Task to complete
Search the data for the string "false", and report each line where it is found.

=== Records for this task ===

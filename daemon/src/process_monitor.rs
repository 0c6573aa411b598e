use std::sync::Arc;
use sysinfo::{ProcessesToUpdate, System};
use tokio::sync::{mpsc, RwLock};
use tokio::time::{interval, Duration};
use tracing::info;

use crate::event::DaemonEvent;
use crate::settings::Settings;

const POLL_INTERVAL_SECS: u64 = 2;
/// Linux truncates the kernel-side process name (`comm`) to this many bytes.
const COMM_LEN: usize = 15;

/// Polls the OS process list every [`POLL_INTERVAL_SECS`] seconds and emits
/// [`DaemonEvent::RecorderStarted`] / [`DaemonEvent::RecorderStopped`] whenever
/// the configured backend's recorder appears or disappears.
///
/// The backend is re-read on every tick, so switching backends in the
/// settings file switches the watched executable too.
pub async fn run(settings: Arc<RwLock<Settings>>, tx: mpsc::Sender<DaemonEvent>) {
    let mut sys = System::new();
    let mut running = false;
    let mut ticker = interval(Duration::from_secs(POLL_INTERVAL_SECS));

    loop {
        ticker.tick().await;

        let target = settings.read().await.backend.executable();

        let found = match target {
            Some(target) => {
                sys.refresh_processes(ProcessesToUpdate::All, true);
                sys.processes().values().any(|p| {
                    let exe_name = p.exe().and_then(|e| e.file_name()).and_then(|n| n.to_str());
                    is_recorder(&p.name().to_string_lossy(), exe_name, target)
                })
            }
            None => false,
        };

        let event = match (running, found) {
            (false, true) => DaemonEvent::RecorderStarted,
            (true, false) => DaemonEvent::RecorderStopped,
            _ => continue, // No change.
        };
        running = found;
        info!(recorder = target.unwrap_or("none"), running, "recorder state changed");
        if tx.send(event).await.is_err() {
            break;
        }
    }
}

/// Whether a process with the given name (and executable file name, when
/// readable) is the `target` recorder.
fn is_recorder(name: &str, exe_name: Option<&str>, target: &str) -> bool {
    if exe_name.is_some_and(|exe| exe == target) {
        return true;
    }
    if name == target {
        return true;
    }
    // `comm` is truncated, e.g. "gpu-screen-reco" for gpu-screen-recorder.
    name.len() == COMM_LEN && target.len() > COMM_LEN && target.starts_with(name)
}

===

Output for this exercise
    let mut running = false;
            None => false,
            (false, true) => DaemonEvent::RecorderStarted,
            (true, false) => DaemonEvent::RecorderStopped,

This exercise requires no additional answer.